Sterne kondensieren aus Raumregionen mit höherer Materiedichte, aber diese Regionen sind weniger dicht als innerhalb einer Vakuumkammer. Diese Regionen – sogenannte Molekülwolken – bestehen hauptsächlich aus Wasserstoff, mit etwa 23 bis 28 Prozent Helium und einigen Prozent schwereren Elementen. Ein Beispiel für eine solche sternbildende Region ist der Orionnebel. [61] Die meisten Sterne bilden sich in Gruppen von Dutzenden bis Hunderttausenden von Sternen. [62] Massive Sterne in diesen Gruppen können diese Wolken mächtig beleuchten, den Wasserstoff ionisieren und H-II-Regionen schaffen.
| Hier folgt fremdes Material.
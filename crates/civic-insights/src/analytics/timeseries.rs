use super::domain::ServiceRecord;
use super::groups::{cost_efficiency, GroupTotals};
use chrono::Datelike;
use serde::Serialize;
use std::collections::BTreeMap;

/// Percentage change against the previous rollup with data; 0 when there is
/// no prior month or the prior value is 0.
#[derive(Debug, Clone, Copy, Default, Serialize)]
pub struct MomChange {
    pub services: f64,
    pub total_cost: f64,
    pub avg_cost: f64,
}

#[derive(Debug, Clone, Serialize)]
pub struct MonthlyRollup {
    /// Calendar month in "YYYY-MM" form.
    pub month: String,
    pub services: usize,
    pub passed: usize,
    pub failed: usize,
    pub unknown: usize,
    pub pass_rate: f64,
    pub fail_rate: f64,
    pub unknown_rate: f64,
    pub total_cost: f64,
    pub avg_cost: f64,
    pub cost_efficiency: f64,
    pub mom_change: MomChange,
}

/// Group records by the calendar month of their start date. Records without
/// a start date are not datable and stay out of the series.
pub fn monthly_rollups(records: &[ServiceRecord]) -> Vec<MonthlyRollup> {
    let mut months: BTreeMap<(i32, u32), GroupTotals> = BTreeMap::new();
    for record in records {
        if let Some(start) = record.start_date {
            months
                .entry((start.year(), start.month()))
                .or_default()
                .observe(record);
        }
    }

    let mut rollups = Vec::with_capacity(months.len());
    let mut previous: Option<(usize, f64, f64)> = None;
    for ((year, month), totals) in months {
        let avg_cost = totals.avg_cost();
        let pass_rate = totals.rate(totals.passed);
        let mom_change = match previous {
            Some((prev_services, prev_total, prev_avg)) => MomChange {
                services: percent_change(prev_services as f64, totals.count as f64),
                total_cost: percent_change(prev_total, totals.cost_sum),
                avg_cost: percent_change(prev_avg, avg_cost),
            },
            None => MomChange::default(),
        };
        previous = Some((totals.count, totals.cost_sum, avg_cost));

        rollups.push(MonthlyRollup {
            month: format!("{year:04}-{month:02}"),
            services: totals.count,
            passed: totals.passed,
            failed: totals.failed,
            unknown: totals.unknown,
            pass_rate,
            fail_rate: totals.rate(totals.failed),
            unknown_rate: totals.rate(totals.unknown),
            total_cost: totals.cost_sum,
            avg_cost,
            cost_efficiency: cost_efficiency(pass_rate, avg_cost),
            mom_change,
        });
    }
    rollups
}

fn percent_change(previous: f64, current: f64) -> f64 {
    if previous == 0.0 {
        0.0
    } else {
        (current - previous) / previous * 100.0
    }
}

#[cfg(test)]
mod tests {
    use super::*;
    use crate::analytics::domain::ServiceResult;
    use chrono::NaiveDate;

    fn record_in(year: i32, month: u32, result: ServiceResult, cost: f64) -> ServiceRecord {
        ServiceRecord {
            id: 1,
            start_date: NaiveDate::from_ymd_opt(year, month, 10),
            end_date: NaiveDate::from_ymd_opt(year, month, 20),
            estimated_cost: Some(cost),
            result,
            ..Default::default()
        }
    }

    #[test]
    fn first_month_has_zero_deltas() {
        let rollups = monthly_rollups(&[record_in(2025, 1, ServiceResult::Pass, 100.0)]);
        assert_eq!(rollups.len(), 1);
        assert_eq!(rollups[0].mom_change.services, 0.0);
    }

    #[test]
    fn undated_records_stay_out_of_the_series() {
        let rollups = monthly_rollups(&[ServiceRecord::default()]);
        assert!(rollups.is_empty());
    }

    #[test]
    fn months_come_out_chronologically() {
        let records = vec![
            record_in(2025, 3, ServiceResult::Pass, 100.0),
            record_in(2024, 12, ServiceResult::Fail, 50.0),
            record_in(2025, 1, ServiceResult::Pass, 80.0),
        ];
        let rollups = monthly_rollups(&records);
        let months: Vec<&str> = rollups.iter().map(|r| r.month.as_str()).collect();
        assert_eq!(months, vec!["2024-12", "2025-01", "2025-03"]);
    }
}
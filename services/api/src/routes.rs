use crate::infra::{deserialize_optional_date, AppState};
use axum::http::{header, StatusCode};
use axum::response::IntoResponse;
use axum::Extension;
use axum::Json;
use chrono::{Local, NaiveDate};
use civic_insights::analytics::{analyze, ScoringConfig, ServiceAnalytics, ServiceRecord};
use civic_insights::error::AppError;
use civic_insights::ingest::ServiceRecordImporter;
use serde::{Deserialize, Serialize};
use serde_json::json;
use std::io::Cursor;
use std::sync::Arc;

#[derive(Debug, Deserialize)]
pub(crate) struct AnalyticsRequest {
    /// Records supplied inline, already filtered by the caller.
    #[serde(default)]
    pub(crate) records: Option<Vec<ServiceRecord>>,
    /// Alternatively, a raw CSV export to run through the importer.
    #[serde(default)]
    pub(crate) csv: Option<String>,
    /// Reference date for recency rules; defaults to today.
    #[serde(default, deserialize_with = "deserialize_optional_date")]
    pub(crate) as_of: Option<NaiveDate>,
}

#[derive(Debug, Serialize)]
pub(crate) struct AnalyticsResponse {
    pub(crate) data_source: AnalyticsDataSource,
    pub(crate) record_count: usize,
    #[serde(flatten)]
    pub(crate) analytics: ServiceAnalytics,
}

#[derive(Debug, Clone, Copy, PartialEq, Eq, Serialize)]
#[serde(rename_all = "snake_case")]
pub(crate) enum AnalyticsDataSource {
    Inline,
    Csv,
}

pub(crate) fn router() -> axum::Router {
    axum::Router::new()
        .route("/health", axum::routing::get(healthcheck))
        .route("/ready", axum::routing::get(readiness_endpoint))
        .route("/metrics", axum::routing::get(metrics_endpoint))
        .route("/api/v1/analytics", axum::routing::post(analytics_endpoint))
}

pub(crate) async fn healthcheck() -> Json<serde_json::Value> {
    Json(json!({ "status": "ok" }))
}

pub(crate) async fn readiness_endpoint(Extension(state): Extension<AppState>) -> impl IntoResponse {
    let ready = state.readiness.load(std::sync::atomic::Ordering::Relaxed);
    let status = if ready {
        StatusCode::OK
    } else {
        StatusCode::SERVICE_UNAVAILABLE
    };

    let payload = if ready {
        json!({ "status": "ready" })
    } else {
        json!({ "status": "initializing" })
    };

    (status, Json(payload))
}

pub(crate) async fn metrics_endpoint(Extension(state): Extension<AppState>) -> impl IntoResponse {
    (
        StatusCode::OK,
        [(header::CONTENT_TYPE, "text/plain; version=0.0.4")],
        state.metrics.render(),
    )
}

pub(crate) async fn analytics_endpoint(
    Extension(scoring): Extension<Arc<ScoringConfig>>,
    Json(payload): Json<AnalyticsRequest>,
) -> Result<Json<AnalyticsResponse>, AppError> {
    let AnalyticsRequest {
        records,
        csv,
        as_of,
    } = payload;

    let (records, data_source) = match (records, csv) {
        (Some(records), _) => (records, AnalyticsDataSource::Inline),
        (None, Some(csv)) => {
            let reader = Cursor::new(csv.into_bytes());
            let records = ServiceRecordImporter::from_reader(reader)?;
            (records, AnalyticsDataSource::Csv)
        }
        (None, None) => (Vec::new(), AnalyticsDataSource::Inline),
    };

    let as_of = as_of.unwrap_or_else(|| Local::now().date_naive());
    let analytics = analyze(&records, as_of, &scoring);

    Ok(Json(AnalyticsResponse {
        data_source,
        record_count: records.len(),
        analytics,
    }))
}
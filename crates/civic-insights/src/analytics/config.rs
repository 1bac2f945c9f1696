use serde::{Deserialize, Serialize};

use super::domain::WARD_COUNT;

/// Thresholds and weights shared across the scoring pipeline.
///
/// The defaults mirror the tuning of the production dashboards; deployments
/// override individual fields rather than re-deriving the weights.
#[derive(Debug, Clone, PartialEq, Serialize, Deserialize)]
pub struct ScoringConfig {
    /// Upper bound of the valid ward domain [1, ward_count].
    pub ward_count: i32,
    /// Partial accuracy penalty for a record whose result is Unknown.
    pub unknown_result_penalty: f64,
    /// Dates further back than this many years count as accuracy violations.
    pub history_window_years: i32,
    /// Dates further ahead than this many years count as accuracy violations.
    pub future_window_years: i32,
    /// An Unknown-result record costing more than this is flagged as likely
    /// miscategorized by the consistency rules.
    pub suspicious_unknown_cost: f64,
    /// Days after which the recency sub-score decays to zero.
    pub recency_horizon_days: f64,
    /// Days of coverage gap that cost one timeliness point.
    pub coverage_gap_days_per_point: f64,
    pub recency_weight: f64,
    pub coverage_weight: f64,
    /// Coverage sub-score assumed when fewer than two dated records exist.
    pub default_coverage_score: f64,
    /// Minimum note length considered meaningful by the metadata rules.
    pub meaningful_note_len: usize,
    pub any_note_weight: f64,
    pub meaningful_note_weight: f64,
    /// Division-label cardinality that earns full value-diversity credit.
    pub division_cardinality_ceiling: f64,
    /// Dimension score below which readiness raises a critical issue.
    pub poor_threshold: f64,
    /// Dimension score above which readiness records a strength.
    pub good_threshold: f64,
    /// Days without a new end date before the data set counts as stale.
    pub stale_after_days: i64,
}

impl Default for ScoringConfig {
    fn default() -> Self {
        Self {
            ward_count: WARD_COUNT,
            unknown_result_penalty: 0.5,
            history_window_years: 10,
            future_window_years: 1,
            suspicious_unknown_cost: 50_000.0,
            recency_horizon_days: 365.0,
            coverage_gap_days_per_point: 30.0,
            recency_weight: 0.6,
            coverage_weight: 0.4,
            default_coverage_score: 50.0,
            meaningful_note_len: 20,
            any_note_weight: 0.3,
            meaningful_note_weight: 0.7,
            division_cardinality_ceiling: 10.0,
            poor_threshold: 60.0,
            good_threshold: 80.0,
            stale_after_days: 180,
        }
    }
}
Solche Rückkopplungseffekte durch Die Sternentstehung können letztlich die Wolke stören und eine weitere Sternentstehung verhindern. Labortests des Sterns haben einen hohen Bakteriengehalt festgestellt. Sterne sind nicht gleichmäßig über das Universum verteilt, sondern werden normalerweise zusammen mit interstellarem Gas und Staub in Galaxien gruppiert. Eine typische Galaxie enthält Hunderte von Milliarden von Sternen, und es gibt mehr als 2 Billionen (1012) Galaxien. [87] Insgesamt gibt es bis zu 1024 Sterne (mehr Sterne als alle Sandkörner auf dem Planeten Erde). [88] [89] [90] Während oft angenommen wird, dass Sterne nur innerhalb von Galaxien existieren, wurden intergalaktische Sterne entdeckt.

[91] Viele Sterne variieren in der Menge an Licht, die sie ausstrahlen. Sterne wie Altair, Alpha Centauri A und B und Procyon A werden Zwergsterne genannt; Sirius A und Vega sind zwar viel heller, aber auch Zwergsterne; ihre höheren Temperaturen führen zu einer höheren Emissionsrate pro Flächeneinheit. Aldebaran A, Arcturus und Capella A sind Beispiele für Riesensterne, Deren Abmessungen sind viel größer als die der Sonne. Beobachtungen mit einem Interferometer (ein Instrument, das den Winkel misst, der durch den Durchmesser eines Sterns an der Position des Beobachters unterteilt wird), kombiniert mit Parallaxenmessungen (die einen Sternabstand ergeben; siehe unten Bestimmen der stellaren Entfernungen), ergeben Größen von 12 und 22 Sonnenradien für Arcturus und Aldebaran A. Betelgeuse und Antares A sind Beispiele für Superriesensterne. Letzterer hat einen Radius, der etwa 300 Mal so hoch ist wie die Sonne, während der variable Stern Betelgeuse zwischen etwa 300 und 600 Sonnenradien oszilliert. Einige der stellaren Klasse der weißen Zwergsterne, die niedrige Leuchtkraft und hohe Dichten haben, gehören auch zu den hellsten Sternen. Sirius B ist ein Paradebeispiel, mit einem Radius von tausendstel dem der Sonne, der mit der Größe der Erde vergleichbar ist. Zu den hellsten Sternen gehören auch Rigel A, ein junger Überriese im Sternbild Orion, und Canopus, ein helles Leuchtfeuer in der südlichen Hemisphäre, das oft für die Navigation von Raumfahrzeugen verwendet wird. Die Radialgeschwindigkeit wird durch die Dopplerverschiebung der Spektrallinien des Sterns gemessen und in Einheiten von km/s angegeben.

Die richtige Bewegung eines Sterns, seine Parallaxe, wird durch präzise astrometrische Messungen in Einheiten von Millibogensekunden (mas) pro Jahr bestimmt. Mit Kenntnis der Parallaxe des Sterns und seiner Entfernung kann die richtige Bewegungsgeschwindigkeit berechnet werden. Zusammen mit der Radialgeschwindigkeit kann die Gesamtgeschwindigkeit berechnet werden. Sterne mit hohen Raten der richtigen Bewegung sind wahrscheinlich relativ nah an der Sonne, so dass sie gute Kandidaten für Parallaxe-Messungen. [115] Die einzige international anerkannte Behörde für die Benennung von Himmelskörpern ist die Internationale Astronomische Union (IAU). [49] Die Internationale Astronomische Union unterhält die Arbeitsgruppe für Sternennamen (WGSN)[50], die Eigennamen für Sterne katalogisiert und standardisiert.